The Orchard

A Novel

Jeffrey Stepakoff

St. Martin's Griffin/Thomas Dunne Books

THE ORCHARD

The rain came down in steaming waves, pattering on the fat lush leaves like a tribal drumbeat, but by this point, the six trekkers and their guide were oblivious of it. Night would be here soon, and despite the exhaustion they all felt from hiking since daybreak, they picked up their pace, the trekkers following the guide deeper into the tropical rain forest.

Grace Lyndon, mid-twenties, lithe and tanned in her ripped hiking shorts and tank top, walked directly behind the guide. Grace was the only woman in the bunch, and the only one whose English didn’t have a French accent.

“It’s getting too late,” said one of the men, adjusting his heavy pack. “We should turn around, come back in the morning.”

“The winds are picking up,” said Grace. “It might not be there in the morning.” Peeling some wet hair off her cheek and tightening the straps of her pack against her glistening shoulders, Grace looked around, inhaling deeply, struck by the natural beauty of this place. Damp and roasting, the jungle smelled of vanilla beans and wet leopardwood. This is what it’s all about, she thought. Everything we come up with in the lab is just theory. This is the beating heart of the business, the reason I got in it.

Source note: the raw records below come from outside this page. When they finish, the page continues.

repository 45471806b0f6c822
//! Destination URL validation.
//!
//! Destinations must be absolute HTTP(S) URLs with a host. The stored form
//! has a lowercase host and no default port; path, query and fragment are
//! kept as given.

use url::Url;

/// Errors that can occur while validating a destination URL.
#[derive(Debug, thiserror::Error)]
pub enum UrlValidationError {
    #[error("Invalid URL format: {0}")]
    InvalidFormat(String),

    #[error("Only HTTP and HTTPS protocols are allowed")]
    UnsupportedProtocol,

    #[error("URL must include a host")]
    MissingHost,
}

/// Validates a destination URL and returns its canonical form.
///
/// # Errors
///
/// Returns [`UrlValidationError::InvalidFormat`] for malformed or relative URLs,
/// [`UrlValidationError::UnsupportedProtocol`] for non-HTTP(S) schemes such as
/// `javascript:` or `data:`, and [`UrlValidationError::MissingHost`] if there
/// is no host.
pub fn validate_destination_url(input: &str) -> Result<String, UrlValidationError> {
    let url = Url::parse(input.trim())
        .map_err(|e| UrlValidationError::InvalidFormat(e.to_string()))?;

    match url.scheme() {
        "http" | "https" => {}
        _ => return Err(UrlValidationError::UnsupportedProtocol),
    }

    if url.host_str().is_none_or(str::is_empty) {
        return Err(UrlValidationError::MissingHost);
    }

    // the parser lowercases domain hosts and drops default ports of special schemes
    Ok(url.to_string())
}

#[cfg(test)]
mod tests {
    use super::*;

    #[test]
    fn test_validate_simple_http() {
        assert_eq!(
            validate_destination_url("http://www.example.com").unwrap(),
            "http://www.example.com/"
        );
    }

    #[test]
    fn test_validate_lowercases_host() {
        assert_eq!(
            validate_destination_url("https://EXAMPLE.com/Path").unwrap(),
            "https://example.com/Path"
        );
    }

    #[test]
    fn test_validate_drops_default_port() {
        assert_eq!(
            validate_destination_url("https://example.com:443/path").unwrap(),
            "https://example.com/path"
        );
    }

    #[test]
    fn test_validate_keeps_query_and_fragment() {
        assert_eq!(
            validate_destination_url("https://example.com/p?a=1#top").unwrap(),
            "https://example.com/p?a=1#top"
        );
    }

    #[test]
    fn test_validate_rejects_relative() {
        assert!(matches!(
            validate_destination_url("/just/a/path"),
            Err(UrlValidationError::InvalidFormat(_))
        ));
        assert!(validate_destination_url("").is_err());
    }

    #[test]
    fn test_validate_rejects_other_schemes() {
        assert!(matches!(
            validate_destination_url("javascript:alert(1)"),
            Err(UrlValidationError::UnsupportedProtocol)
        ));
        assert!(matches!(
            validate_destination_url("ftp://example.com/file"),
            Err(UrlValidationError::UnsupportedProtocol)
        ));
    }
}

“I think I’ve seen that tree before,” one of the men said, and then swatted at an insect. “Are we sure we’re not walking in circles?”

“It’s just up ahead,” the bare-chested Papuan guide said.

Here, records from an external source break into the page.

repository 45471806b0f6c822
//! HTTP middleware for request processing and protection.
//!
//! Provides rate limiting and observability middleware.

pub mod rate_limit;
pub mod tracing;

“C’est dingue! Ce type ne sait absolument pas où nous allons,” another man said in very pointed French.

“Les aborigènes vont finir par nous manger!” replied another.

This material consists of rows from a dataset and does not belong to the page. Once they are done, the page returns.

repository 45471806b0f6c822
//! HTTP server initialization and runtime setup.
//!
//! Handles database connections, cache setup, hit worker spawning, and Axum server lifecycle.

use crate::application::services::RedirectSettings;
use crate::config::Config;
use crate::domain::hit_worker::{HitWorkerSettings, run_hit_worker};
use crate::domain::repositories::ShortUrlRepository;
use crate::infrastructure::cache::{CacheService, NullCache, RedisCache};
use crate::infrastructure::persistence::PgShortUrlRepository;
use crate::routes::app_router;
use crate::state::AppState;
use crate::utils::key_codec::KeyCodec;

use anyhow::{Context, Result};
use axum::ServiceExt;
use axum::extract::Request;
use sqlx::postgres::PgPoolOptions;
use std::net::SocketAddr;
use std::sync::Arc;
use std::time::Duration;
use tokio::signal;
use tokio::sync::mpsc;

/// How long pending hits may take to drain after the server stops.
const HIT_DRAIN_TIMEOUT: Duration = Duration::from_secs(10);

/// Runs the HTTP server with the given configuration.
///
/// Initializes:
/// - PostgreSQL connection pool
/// - Apply migrations
/// - Redis cache (or NullCache fallback)
/// - Background hit worker
/// - Axum HTTP server with graceful shutdown
///
/// # Errors
///
/// Returns an error if:
/// - Database connection or migrations fail
/// - Server bind fails
/// - Server runtime error occurs
pub async fn run(config: Config) -> Result<()> {
    let pool = PgPoolOptions::new()
        .max_connections(config.db_max_connections)
        .acquire_timeout(Duration::from_secs(config.db_connect_timeout))
        .idle_timeout(Duration::from_secs(config.db_idle_timeout))
        .max_lifetime(Duration::from_secs(config.db_max_lifetime))
        .connect(&config.database_url)
        .await
        .context("Failed to connect to database")?;
    tracing::info!("Connected to database");

    sqlx::migrate!("./migrations")
        .run(&pool)
        .await
        .context("Failed to run migrations")?;

    let cache: Arc<dyn CacheService> = if let Some(redis_url) = &config.redis_url {
        match RedisCache::connect(redis_url, config.cache_ttl_seconds).await {
            Ok(redis) => {
                tracing::info!("Cache enabled (Redis)");
                Arc::new(redis)
            }
            Err(e) => {
                tracing::warn!("Failed to connect to Redis: {}. Using NullCache.", e);
                Arc::new(NullCache::new())
            }
        }
    } else {
        tracing::info!("Cache disabled (NullCache)");
        Arc::new(NullCache::new())
    };

    let repository: Arc<dyn ShortUrlRepository> =
        Arc::new(PgShortUrlRepository::new(Arc::new(pool)));

    let (hit_tx, hit_rx) = mpsc::channel(config.hit_queue_capacity);
    let worker = tokio::spawn(run_hit_worker(
        hit_rx,
        repository.clone(),
        HitWorkerSettings {
            concurrency: config.hit_worker_concurrency,
            store_timeout: config.store_timeout(),
        },
    ));
    tracing::info!("Hit worker started");

    let state = AppState::new(
        repository,
        cache,
        hit_tx,
        KeyCodec::new(config.key_checksum),
        RedirectSettings {
            nooverride: config.utm_nooverride,
            strict_accounting: config.strict_accounting,
            store_timeout: config.store_timeout(),
        },
    );

    let app = app_router(state, &config)?;

    let addr = config.listen_addr;
    let listener = tokio::net::TcpListener::bind(addr).await?;
    tracing::info!("Listening on http://{addr}");

    axum::serve(
        listener,
        ServiceExt::<Request>::into_make_service_with_connect_info::<SocketAddr>(app),
    )
    .with_graceful_shutdown(shutdown_signal())
    .await?;

    // the router held the last hit sender; the worker now drains and exits
    match tokio::time::timeout(HIT_DRAIN_TIMEOUT, worker).await {
        Ok(Ok(())) => tracing::info!("Pending hits flushed"),
        Ok(Err(e)) => tracing::error!("Hit worker task failed: {}", e),
        Err(_) => tracing::warn!("Timed out flushing pending hits"),
    }

    Ok(())
}

/// Resolves on SIGINT or, on Unix, SIGTERM.
async fn shutdown_signal() {
    let ctrl_c = async {
        if let Err(e) = signal::ctrl_c().await {
            tracing::error!("Failed to install Ctrl+C handler: {}", e);
            std::future::pending::<()>().await;
        }
    };

    #[cfg(unix)]
    let terminate = async {
        match signal::unix::signal(signal::unix::SignalKind::terminate()) {
            Ok(mut sigterm) => {
                sigterm.recv().await;
            }
            Err(e) => {
                tracing::error!("Failed to install SIGTERM handler: {}", e);
                std::future::pending::<()>().await;
            }
        }
    };

    #[cfg(not(unix))]
    let terminate = std::future::pending::<()>();

    tokio::select! {
        _ = ctrl_c => {},
        _ = terminate => {},
    }

    tracing::info!("Shutdown signal received, stopping server");
}
//! Redirect route configuration.

use crate::api::handlers::{alias_redirect_handler, redirect_handler};
use crate::state::AppState;
use axum::{Router, routing::get};

/// Public redirect routes.
///
/// # Endpoints
///
/// - `GET /{segment}`          - Redirect by alias or key
/// - `GET /{prefix}/{segment}` - Redirect by alias only, when `alias_prefix` is set
pub fn redirect_routes(alias_prefix: Option<&str>) -> Router<AppState> {
    let router = Router::new().route("/{segment}", get(redirect_handler));

    match alias_prefix {
        Some(prefix) => router.route(
            &format!("/{prefix}/{{segment}}"),
            get(alias_redirect_handler),
        ),
        None => router,
    }
}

“I cannot lead you if I cannot understand you,” said the guide, understanding enough French to know they were complaining about him.

“They said they’re excited because we are so near,” said Grace, glaring over her shoulder at the two men.

The guide stopped suddenly and pointed to the top of a massive tree. “There!”

Everyone halted and looked up, seeing high in the huge expanse of branches, at the very top of the thick jungle canopy, a large exotic orchid.

“The orchid will close as soon as the light is gone,” said one of the men. “We’ll have to hurry. Get the ropes.”

They all dropped their soaked packs to the ground with a thud.

Grace walked up right under the huge tree. It was nearly seventy-five feet tall, with a thick trunk and without any lower branches.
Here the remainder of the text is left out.